§ **GOAL OF THE EXERCISE**
Take every line from the listing below that contains "data".

"""

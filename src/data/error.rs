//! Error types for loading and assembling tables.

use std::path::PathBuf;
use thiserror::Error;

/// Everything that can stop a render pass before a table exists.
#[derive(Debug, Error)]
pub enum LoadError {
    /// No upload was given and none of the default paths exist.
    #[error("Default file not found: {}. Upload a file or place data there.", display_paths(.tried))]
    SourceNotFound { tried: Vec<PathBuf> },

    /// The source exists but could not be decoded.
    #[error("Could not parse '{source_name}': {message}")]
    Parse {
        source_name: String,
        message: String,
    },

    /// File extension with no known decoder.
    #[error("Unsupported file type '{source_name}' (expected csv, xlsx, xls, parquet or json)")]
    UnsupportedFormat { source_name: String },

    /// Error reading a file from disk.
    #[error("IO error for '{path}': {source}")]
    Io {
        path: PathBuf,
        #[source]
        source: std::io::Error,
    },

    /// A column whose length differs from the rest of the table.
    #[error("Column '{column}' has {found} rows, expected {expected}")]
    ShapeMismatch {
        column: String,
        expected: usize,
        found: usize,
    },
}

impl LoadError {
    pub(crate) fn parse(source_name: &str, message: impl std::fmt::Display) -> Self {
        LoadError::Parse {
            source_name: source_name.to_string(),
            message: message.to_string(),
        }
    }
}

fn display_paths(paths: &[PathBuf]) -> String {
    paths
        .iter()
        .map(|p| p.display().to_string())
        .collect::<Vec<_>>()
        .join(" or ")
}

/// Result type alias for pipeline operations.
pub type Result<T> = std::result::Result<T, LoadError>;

"""
"""

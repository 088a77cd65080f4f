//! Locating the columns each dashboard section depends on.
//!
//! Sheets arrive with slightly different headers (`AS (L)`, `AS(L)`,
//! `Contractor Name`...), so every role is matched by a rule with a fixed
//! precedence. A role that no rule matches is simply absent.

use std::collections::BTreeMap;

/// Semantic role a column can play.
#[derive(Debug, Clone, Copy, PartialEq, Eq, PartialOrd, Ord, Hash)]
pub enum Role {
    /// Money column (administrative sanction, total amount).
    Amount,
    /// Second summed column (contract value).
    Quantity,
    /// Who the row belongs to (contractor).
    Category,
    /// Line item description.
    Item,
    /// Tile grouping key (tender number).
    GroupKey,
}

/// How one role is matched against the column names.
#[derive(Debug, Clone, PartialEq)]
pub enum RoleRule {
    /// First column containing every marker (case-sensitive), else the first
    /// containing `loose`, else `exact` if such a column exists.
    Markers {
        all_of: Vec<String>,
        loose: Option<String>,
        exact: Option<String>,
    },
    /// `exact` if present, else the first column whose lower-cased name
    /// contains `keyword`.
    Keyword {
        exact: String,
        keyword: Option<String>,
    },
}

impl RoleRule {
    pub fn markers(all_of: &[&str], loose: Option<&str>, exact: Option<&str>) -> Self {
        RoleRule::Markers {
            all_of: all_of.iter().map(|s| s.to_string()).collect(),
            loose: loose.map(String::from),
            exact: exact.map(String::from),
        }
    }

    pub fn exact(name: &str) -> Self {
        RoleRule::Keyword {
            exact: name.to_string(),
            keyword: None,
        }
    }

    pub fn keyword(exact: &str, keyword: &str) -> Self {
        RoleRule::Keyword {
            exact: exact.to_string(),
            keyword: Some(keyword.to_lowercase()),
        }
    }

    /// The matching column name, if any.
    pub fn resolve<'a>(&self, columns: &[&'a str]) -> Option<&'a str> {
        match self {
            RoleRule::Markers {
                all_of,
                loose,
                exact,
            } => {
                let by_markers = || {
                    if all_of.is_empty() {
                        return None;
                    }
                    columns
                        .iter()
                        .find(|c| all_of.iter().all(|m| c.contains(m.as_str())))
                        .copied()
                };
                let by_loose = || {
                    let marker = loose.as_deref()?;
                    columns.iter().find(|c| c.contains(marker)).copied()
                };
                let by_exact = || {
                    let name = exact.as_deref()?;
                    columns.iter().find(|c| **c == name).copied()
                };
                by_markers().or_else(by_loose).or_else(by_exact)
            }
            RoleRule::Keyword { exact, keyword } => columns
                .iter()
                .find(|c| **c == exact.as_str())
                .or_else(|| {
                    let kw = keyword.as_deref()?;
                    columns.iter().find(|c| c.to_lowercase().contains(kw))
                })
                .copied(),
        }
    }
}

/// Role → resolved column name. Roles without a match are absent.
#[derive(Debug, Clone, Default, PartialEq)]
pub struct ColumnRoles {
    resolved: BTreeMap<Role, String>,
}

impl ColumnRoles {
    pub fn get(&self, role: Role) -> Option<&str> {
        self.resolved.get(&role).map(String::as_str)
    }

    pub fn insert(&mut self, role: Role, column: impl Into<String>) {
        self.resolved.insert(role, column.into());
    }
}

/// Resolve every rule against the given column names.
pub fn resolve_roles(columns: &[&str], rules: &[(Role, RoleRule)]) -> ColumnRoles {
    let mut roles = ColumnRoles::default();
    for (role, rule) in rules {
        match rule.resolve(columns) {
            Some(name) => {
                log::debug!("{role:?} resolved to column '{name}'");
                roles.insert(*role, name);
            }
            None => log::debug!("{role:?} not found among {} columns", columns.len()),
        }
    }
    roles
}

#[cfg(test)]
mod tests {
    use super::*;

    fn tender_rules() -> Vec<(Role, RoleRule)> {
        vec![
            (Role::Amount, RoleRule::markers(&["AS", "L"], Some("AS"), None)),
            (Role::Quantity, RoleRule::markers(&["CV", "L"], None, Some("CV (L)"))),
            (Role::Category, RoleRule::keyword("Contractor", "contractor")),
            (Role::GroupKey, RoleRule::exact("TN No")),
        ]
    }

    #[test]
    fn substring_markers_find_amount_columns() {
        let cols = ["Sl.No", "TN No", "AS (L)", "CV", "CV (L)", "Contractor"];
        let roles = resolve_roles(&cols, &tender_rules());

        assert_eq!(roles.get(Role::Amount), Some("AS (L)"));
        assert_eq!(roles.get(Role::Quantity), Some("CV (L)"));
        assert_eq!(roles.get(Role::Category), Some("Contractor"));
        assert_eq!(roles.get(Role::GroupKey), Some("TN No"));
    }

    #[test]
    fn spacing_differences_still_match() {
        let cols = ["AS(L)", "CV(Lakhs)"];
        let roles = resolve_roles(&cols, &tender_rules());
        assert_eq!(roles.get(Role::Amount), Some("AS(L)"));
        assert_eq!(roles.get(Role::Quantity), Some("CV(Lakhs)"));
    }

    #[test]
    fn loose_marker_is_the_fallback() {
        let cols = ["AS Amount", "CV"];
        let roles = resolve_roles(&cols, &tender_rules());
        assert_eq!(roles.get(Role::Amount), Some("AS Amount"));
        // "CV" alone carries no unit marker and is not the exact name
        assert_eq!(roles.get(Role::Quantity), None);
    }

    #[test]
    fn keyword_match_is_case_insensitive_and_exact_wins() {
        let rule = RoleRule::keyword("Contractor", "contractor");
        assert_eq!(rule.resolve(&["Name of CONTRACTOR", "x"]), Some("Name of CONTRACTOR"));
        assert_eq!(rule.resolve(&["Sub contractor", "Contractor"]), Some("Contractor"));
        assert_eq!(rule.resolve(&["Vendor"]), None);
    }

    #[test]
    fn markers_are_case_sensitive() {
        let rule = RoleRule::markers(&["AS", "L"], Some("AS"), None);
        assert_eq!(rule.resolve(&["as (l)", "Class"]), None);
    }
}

"""

§ **RESULT**
filename src/data/error.rs
    #[error("Default file not found: {}. Upload a file or place data there.", display_paths(.tried))]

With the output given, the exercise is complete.